=== Begin Enclosure ===

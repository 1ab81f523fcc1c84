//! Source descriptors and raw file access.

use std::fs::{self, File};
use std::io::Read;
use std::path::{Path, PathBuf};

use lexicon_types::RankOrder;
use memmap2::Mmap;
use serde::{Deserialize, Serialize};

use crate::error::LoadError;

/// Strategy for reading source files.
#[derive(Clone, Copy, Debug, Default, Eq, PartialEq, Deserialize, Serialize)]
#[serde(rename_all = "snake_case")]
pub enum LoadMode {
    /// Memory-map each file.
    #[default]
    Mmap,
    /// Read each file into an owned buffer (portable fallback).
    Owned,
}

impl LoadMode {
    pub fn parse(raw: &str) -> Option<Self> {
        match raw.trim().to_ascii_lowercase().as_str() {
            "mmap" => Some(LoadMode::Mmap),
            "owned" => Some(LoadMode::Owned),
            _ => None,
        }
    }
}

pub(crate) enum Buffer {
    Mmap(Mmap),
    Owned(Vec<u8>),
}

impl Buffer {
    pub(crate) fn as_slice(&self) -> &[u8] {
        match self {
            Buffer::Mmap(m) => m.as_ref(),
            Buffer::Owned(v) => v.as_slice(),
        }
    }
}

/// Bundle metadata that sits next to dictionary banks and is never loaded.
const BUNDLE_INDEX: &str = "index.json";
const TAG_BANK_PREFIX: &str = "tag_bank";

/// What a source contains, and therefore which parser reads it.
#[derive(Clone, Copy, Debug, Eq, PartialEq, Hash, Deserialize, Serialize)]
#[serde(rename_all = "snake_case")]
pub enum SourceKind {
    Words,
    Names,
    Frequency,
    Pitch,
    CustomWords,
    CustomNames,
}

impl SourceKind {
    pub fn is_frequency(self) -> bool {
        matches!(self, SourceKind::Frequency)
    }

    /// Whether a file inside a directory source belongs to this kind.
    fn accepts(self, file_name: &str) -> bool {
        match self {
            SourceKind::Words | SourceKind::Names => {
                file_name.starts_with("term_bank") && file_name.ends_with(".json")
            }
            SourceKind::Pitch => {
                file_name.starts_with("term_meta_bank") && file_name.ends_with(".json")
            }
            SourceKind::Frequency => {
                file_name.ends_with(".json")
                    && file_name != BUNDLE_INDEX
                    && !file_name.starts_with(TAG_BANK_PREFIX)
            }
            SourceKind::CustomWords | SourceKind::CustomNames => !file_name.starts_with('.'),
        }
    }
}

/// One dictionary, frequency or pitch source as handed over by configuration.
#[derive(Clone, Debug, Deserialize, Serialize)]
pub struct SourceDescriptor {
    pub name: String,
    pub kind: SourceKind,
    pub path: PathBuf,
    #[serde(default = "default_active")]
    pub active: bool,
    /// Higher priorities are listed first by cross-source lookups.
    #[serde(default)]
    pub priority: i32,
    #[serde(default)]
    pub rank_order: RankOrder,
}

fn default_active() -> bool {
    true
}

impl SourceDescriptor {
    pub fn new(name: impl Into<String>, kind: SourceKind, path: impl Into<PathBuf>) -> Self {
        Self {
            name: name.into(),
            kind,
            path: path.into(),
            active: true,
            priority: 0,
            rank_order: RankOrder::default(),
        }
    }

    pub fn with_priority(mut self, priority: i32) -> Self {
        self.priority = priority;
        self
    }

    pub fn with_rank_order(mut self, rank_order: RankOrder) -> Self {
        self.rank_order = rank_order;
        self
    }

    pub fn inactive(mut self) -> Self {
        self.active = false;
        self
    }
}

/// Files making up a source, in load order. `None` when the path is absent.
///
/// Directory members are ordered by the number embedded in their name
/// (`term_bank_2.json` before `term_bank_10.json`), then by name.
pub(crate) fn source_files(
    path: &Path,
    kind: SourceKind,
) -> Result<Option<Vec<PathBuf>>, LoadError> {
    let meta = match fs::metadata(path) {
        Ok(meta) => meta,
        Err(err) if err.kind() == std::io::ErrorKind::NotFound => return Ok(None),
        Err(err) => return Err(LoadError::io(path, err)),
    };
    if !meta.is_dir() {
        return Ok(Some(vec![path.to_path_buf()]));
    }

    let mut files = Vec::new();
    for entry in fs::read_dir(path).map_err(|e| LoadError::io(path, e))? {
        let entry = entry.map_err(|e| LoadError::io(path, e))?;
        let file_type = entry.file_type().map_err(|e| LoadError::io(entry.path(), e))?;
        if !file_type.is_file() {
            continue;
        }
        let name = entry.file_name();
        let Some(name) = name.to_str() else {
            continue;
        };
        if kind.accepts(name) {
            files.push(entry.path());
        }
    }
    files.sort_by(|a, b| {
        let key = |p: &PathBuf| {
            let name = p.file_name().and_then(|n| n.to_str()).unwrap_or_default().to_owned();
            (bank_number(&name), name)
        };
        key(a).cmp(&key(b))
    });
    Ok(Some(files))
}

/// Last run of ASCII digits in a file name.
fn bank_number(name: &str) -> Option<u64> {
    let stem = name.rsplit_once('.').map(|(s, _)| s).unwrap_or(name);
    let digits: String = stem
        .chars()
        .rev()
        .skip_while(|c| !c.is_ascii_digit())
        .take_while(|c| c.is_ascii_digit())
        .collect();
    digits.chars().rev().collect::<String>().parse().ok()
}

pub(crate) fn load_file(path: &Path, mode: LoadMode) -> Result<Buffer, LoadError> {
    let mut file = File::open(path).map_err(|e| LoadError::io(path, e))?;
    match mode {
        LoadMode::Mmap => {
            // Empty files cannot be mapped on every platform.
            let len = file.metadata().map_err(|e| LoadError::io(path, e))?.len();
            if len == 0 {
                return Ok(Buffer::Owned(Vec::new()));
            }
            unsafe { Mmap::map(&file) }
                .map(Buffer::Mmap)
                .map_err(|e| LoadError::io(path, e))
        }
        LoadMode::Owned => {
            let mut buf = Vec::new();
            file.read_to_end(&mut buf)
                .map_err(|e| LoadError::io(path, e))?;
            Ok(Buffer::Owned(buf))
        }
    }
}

=== End Enclosure ===

Work instructions: Answer only with the count of lines in the records that include the string "Debug".

Solution for this task: 3